US EPA

5305160 

Technical Report 

Pharmacokinetic comparison of etilefrine to its prodrug, the stearic acid ester of stilifrine 

Rominger, KL; Hitzenberger, G 

1980 

18 

Apr 1980 

English 

IPA COPYRIGHT: ASHP Etilefrine (Effortil; I), 20 mg, and its stearic acid ester, stilifrine (II), 44.4 mg, were compared in 6 subjects to determine the relative bioavailability by means of plasma levels and renal excretion. The stearic acid ester of I was intended to reduce metabolic inactivation during absorption. Both drugs were tritiated, then diluted with a non-radioactive substance to give a specific activity of 14.8 muCi/mg for I and 4.7 muCi/mg of II. Capsules of the drugs were administered 0.5 hr after a standard light breakfast.
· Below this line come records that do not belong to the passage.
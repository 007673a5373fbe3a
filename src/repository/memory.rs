//! In-memory store

use std::cmp::Reverse;
use std::collections::HashMap;
use async_trait::async_trait;
use tokio::sync::RwLock;
use uuid::Uuid;
use crate::domain::aggregates::{Cart, Order, Product, Shipment, User};
use crate::domain::value_objects::OrderNumber;
use crate::repository::{plan_deduction, OnHand, OrderRepository, ProductFilter, ProductRepository, StockLevel, StockRequest, UserRepository};
use crate::{EcommerceError, Result};

#[derive(Default)]
struct Fulfillment {
    orders: HashMap<Uuid, Order>,
    shipments: HashMap<Uuid, Shipment>,
}

/// Keeps everything in process. Orders and shipments share one lock so that
/// accepting an order is a single step.
#[derive(Default)]
pub struct MemoryStore {
    products: RwLock<HashMap<Uuid, Product>>,
    users: RwLock<HashMap<Uuid, User>>,
    fulfillment: RwLock<Fulfillment>,
}

impl MemoryStore {
    pub fn new() -> Self { Self::default() }
}

fn newest_first<T, K: Ord>(mut items: Vec<T>, key: impl Fn(&T) -> K) -> Vec<T> {
    items.sort_by_key(|item| Reverse(key(item)));
    items
}

impl ProductFilter {
    fn matches(&self, product: &Product) -> bool {
        match self {
            Self::All => true,
            Self::Category(category) => product.category == *category,
            Self::NameContains(query) => product.name.to_lowercase().contains(&query.to_lowercase()),
            Self::LowStock => product.stock.is_low(),
            Self::OutOfStock => product.stock.is_zero(),
        }
    }
}

#[async_trait]
impl ProductRepository for MemoryStore {
    async fn insert_product(&self, product: &Product) -> Result<()> {
        let mut products = self.products.write().await;
        if products.values().any(|p| p.code == product.code) {
            return Err(EcommerceError::StorageError(format!("duplicate product code {}", product.code)));
        }
        products.insert(product.id, product.clone());
        Ok(())
    }

    async fn update_product(&self, product: &Product) -> Result<()> {
        let mut products = self.products.write().await;
        let slot = products.get_mut(&product.id).ok_or(EcommerceError::NotFound("Product"))?;
        let reviews = std::mem::take(&mut slot.reviews);
        *slot = Product { reviews, rating: slot.rating, review_count: slot.review_count, ..product.clone() };
        Ok(())
    }

    async fn save_reviews(&self, product: &Product) -> Result<()> {
        let mut products = self.products.write().await;
        let slot = products.get_mut(&product.id).ok_or(EcommerceError::NotFound("Product"))?;
        slot.reviews = product.reviews.clone();
        slot.rating = product.rating;
        slot.review_count = product.review_count;
        slot.updated_at = product.updated_at;
        Ok(())
    }

    async fn find_product(&self, id: Uuid) -> Result<Option<Product>> {
        Ok(self.products.read().await.get(&id).cloned())
    }

    async fn delete_product(&self, id: Uuid) -> Result<Option<Product>> {
        Ok(self.products.write().await.remove(&id))
    }

    async fn list_products(&self, filter: &ProductFilter) -> Result<Vec<Product>> {
        let products = self.products.read().await;
        let matching: Vec<Product> = products.values().filter(|p| filter.matches(p)).cloned().collect();
        Ok(newest_first(matching, |p| (p.created_at, p.id)))
    }

    async fn deduct_stock(&self, lines: &[StockRequest]) -> Result<Vec<StockLevel>> {
        let mut products = self.products.write().await;
        let on_hand: OnHand = lines.iter()
            .filter_map(|l| products.get(&l.product_id))
            .map(|p| (p.id, (p.stock, p.name.clone())))
            .collect();
        let levels = plan_deduction(&on_hand, lines)?;
        let now = chrono::Utc::now();
        for level in &levels {
            if let Some(product) = products.get_mut(&level.product_id) {
                product.stock = level.remaining;
                product.updated_at = now;
            }
        }
        Ok(levels)
    }

    async fn restore_stock(&self, lines: &[StockRequest]) -> Result<()> {
        let mut products = self.products.write().await;
        for line in lines {
            if let Some(product) = products.get_mut(&line.product_id) {
                product.stock = product.stock.add(line.quantity);
            }
        }
        Ok(())
    }

    async fn strip_reviews_by(&self, user_id: Uuid) -> Result<u64> {
        let mut products = self.products.write().await;
        Ok(products.values_mut().map(|p| p.strip_reviews_by(user_id)).filter(|touched| *touched).count() as u64)
    }
}

#[async_trait]
impl UserRepository for MemoryStore {
    async fn insert_user(&self, user: &User) -> Result<()> {
        let mut users = self.users.write().await;
        if users.values().any(|u| u.email == user.email) {
            return Err(EcommerceError::Validation("User already exists".into()));
        }
        users.insert(user.id, user.clone());
        Ok(())
    }

    async fn find_user(&self, id: Uuid) -> Result<Option<User>> {
        Ok(self.users.read().await.get(&id).cloned())
    }

    async fn find_user_by_email(&self, email: &str) -> Result<Option<User>> {
        Ok(self.users.read().await.values().find(|u| u.email == email).cloned())
    }

    async fn list_users(&self) -> Result<Vec<User>> {
        let users: Vec<User> = self.users.read().await.values().cloned().collect();
        Ok(newest_first(users, |u| (u.created_at, u.id)))
    }

    async fn delete_user(&self, id: Uuid) -> Result<bool> {
        Ok(self.users.write().await.remove(&id).is_some())
    }

    async fn save_cart(&self, user_id: Uuid, cart: &Cart) -> Result<()> {
        let mut users = self.users.write().await;
        let user = users.get_mut(&user_id).ok_or(EcommerceError::NotFound("User"))?;
        user.cart = cart.clone();
        Ok(())
    }

    async fn has_admin(&self) -> Result<bool> {
        Ok(self.users.read().await.values().any(|u| u.is_admin))
    }
}

#[async_trait]
impl OrderRepository for MemoryStore {
    async fn insert_order(&self, order: &Order) -> Result<()> {
        let mut state = self.fulfillment.write().await;
        if state.orders.values().any(|o| o.order_number == order.order_number) {
            return Err(EcommerceError::StorageError(format!("duplicate order number {}", order.order_number)));
        }
        state.orders.insert(order.id, order.clone());
        Ok(())
    }

    async fn find_order(&self, id: Uuid) -> Result<Option<Order>> {
        Ok(self.fulfillment.read().await.orders.get(&id).cloned())
    }

    async fn list_orders(&self, user_id: Option<Uuid>) -> Result<Vec<Order>> {
        let state = self.fulfillment.read().await;
        let orders: Vec<Order> = state.orders.values().filter(|o| user_id.is_none_or(|u| o.user_id == u)).cloned().collect();
        Ok(newest_first(orders, |o| (o.created_at, o.id)))
    }

    async fn update_order(&self, order: &Order) -> Result<()> {
        let mut state = self.fulfillment.write().await;
        let slot = state.orders.get_mut(&order.id).ok_or(EcommerceError::NotFound("Order"))?;
        *slot = order.clone();
        Ok(())
    }

    async fn delete_order(&self, id: Uuid) -> Result<Option<Order>> {
        let mut state = self.fulfillment.write().await;
        let removed = state.orders.remove(&id);
        if removed.is_some() {
            state.shipments.retain(|_, s| s.order_id != Some(id));
        }
        Ok(removed)
    }

    async fn order_number_taken(&self, number: &OrderNumber) -> Result<bool> {
        let state = self.fulfillment.read().await;
        Ok(state.orders.values().any(|o| &o.order_number == number) || state.shipments.values().any(|s| &s.order_number == number))
    }

    async fn accept_order(&self, order_id: Uuid, shipment: &Shipment) -> Result<()> {
        let mut state = self.fulfillment.write().await;
        if state.shipments.values().any(|s| s.order_id == Some(order_id)) { return Err(EcommerceError::AlreadyShipped); }
        if state.orders.remove(&order_id).is_none() { return Err(EcommerceError::NotFound("Order")); }
        state.shipments.insert(shipment.id, shipment.clone());
        Ok(())
    }

    async fn find_shipment(&self, id: Uuid) -> Result<Option<Shipment>> {
        Ok(self.fulfillment.read().await.shipments.get(&id).cloned())
    }

    async fn find_shipment_by_order(&self, order_id: Uuid) -> Result<Option<Shipment>> {
        Ok(self.fulfillment.read().await.shipments.values().find(|s| s.order_id == Some(order_id)).cloned())
    }

    async fn list_shipments(&self, user_id: Option<Uuid>) -> Result<Vec<Shipment>> {
        let state = self.fulfillment.read().await;
        let shipments: Vec<Shipment> = state.shipments.values().filter(|s| user_id.is_none_or(|u| s.user_id == u)).cloned().collect();
        Ok(newest_first(shipments, |s| (s.created_at, s.id)))
    }

    async fn update_shipment(&self, shipment: &Shipment) -> Result<()> {
        let mut state = self.fulfillment.write().await;
        let slot = state.shipments.get_mut(&shipment.id).ok_or(EcommerceError::NotFound("Shipment"))?;
        *slot = shipment.clone();
        Ok(())
    }
}

#[cfg(test)]
mod tests {
    use super::*;
    use crate::domain::aggregates::order::tests::{address, line};
    use crate::domain::aggregates::product::tests::charger_draft;
    use crate::domain::aggregates::PaymentMethod;
    use crate::domain::value_objects::ProductCode;
    use rust_decimal_macros::dec;

    async fn seed(store: &MemoryStore, name: &str, stock: u32) -> Uuid {
        let mut draft = charger_draft(dec!(100), stock);
        draft.name = name.into();
        let product = Product::create(ProductCode::generate(&mut rand::thread_rng()), draft).unwrap();
        store.insert_product(&product).await.unwrap();
        product.id
    }

    #[tokio::test]
    async fn test_deduct_is_all_or_nothing() {
        let store = MemoryStore::new();
        let a = seed(&store, "A", 5).await;
        let b = seed(&store, "B", 1).await;
        let err = store.deduct_stock(&[StockRequest { product_id: a, quantity: 2 }, StockRequest { product_id: b, quantity: 2 }]).await.unwrap_err();
        assert!(matches!(err, EcommerceError::InsufficientStock { ref name, .. } if name == "B"));
        assert_eq!(store.find_product(a).await.unwrap().unwrap().stock.value(), 5);
    }

    #[tokio::test]
    async fn test_deduct_counts_repeated_lines_together() {
        let store = MemoryStore::new();
        let a = seed(&store, "A", 5).await;
        let line = StockRequest { product_id: a, quantity: 3 };
        assert!(store.deduct_stock(&[line, line]).await.is_err());
        let levels = store.deduct_stock(&[StockRequest { product_id: a, quantity: 2 }, StockRequest { product_id: a, quantity: 1 }]).await.unwrap();
        assert_eq!(levels.len(), 1);
        assert_eq!(levels[0].remaining.value(), 2);
    }

    #[tokio::test]
    async fn test_delete_order_takes_its_shipments() {
        let store = MemoryStore::new();
        let buyer = User::register("Nimal Silva", "nimal@example.com", "secret1").unwrap();
        let order = Order::place(OrderNumber::from_suffix(2468).unwrap(), buyer.id, vec![line("A", 1, dec!(100))], address(), PaymentMethod::CashOnDelivery, None).unwrap();
        let shipment = order.clone().accept(Some(&buyer)).unwrap();
        let other = Order::place(OrderNumber::from_suffix(1357).unwrap(), buyer.id, vec![line("B", 1, dec!(50))], address(), PaymentMethod::CashOnDelivery, None).unwrap()
            .accept(Some(&buyer)).unwrap();
        store.insert_order(&order).await.unwrap();
        {
            let mut state = store.fulfillment.write().await;
            state.shipments.insert(shipment.id, shipment.clone());
            state.shipments.insert(other.id, other.clone());
        }

        assert_eq!(store.delete_order(order.id).await.unwrap().map(|o| o.id), Some(order.id));
        assert!(store.find_shipment(shipment.id).await.unwrap().is_none());
        assert!(store.find_shipment(other.id).await.unwrap().is_some());
        assert!(store.delete_order(order.id).await.unwrap().is_none());
    }

    #[tokio::test]
    async fn test_filters() {
        let store = MemoryStore::new();
        seed(&store, "Fast Charger", 0).await;
        seed(&store, "Slow charger", 3).await;
        seed(&store, "Cable", 30).await;
        assert_eq!(store.list_products(&ProductFilter::OutOfStock).await.unwrap().len(), 1);
        assert_eq!(store.list_products(&ProductFilter::LowStock).await.unwrap()[0].name, "Slow charger");
        assert_eq!(store.list_products(&ProductFilter::NameContains("CHARGER".into())).await.unwrap().len(), 2);
        assert_eq!(store.list_products(&ProductFilter::All).await.unwrap().len(), 3);
    }
}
Plasma specimens were obtained at 0, 1, 2, 3, 4, 6, 8, 12 and 24 hr. Urine was also collected at 0-4, 4-8, and 8-24 hr. Maximum plasma levels of the active substance after administration of I were reached after 0.5 hr. After II, mean peak level is delayed to one hr after administration and is only 33% of I level. The area under the curve after I is 3.18 ng/ml/hr and after administration of II 15.95 ng/ml/hr, which is highly significant. The relative bioavailability of I when administered in the form of prodrug is 51.4% as compared to I by itself. After the administration of etilefrine 84.4% is excreted in the urine and 72.6% when administered as prodrug.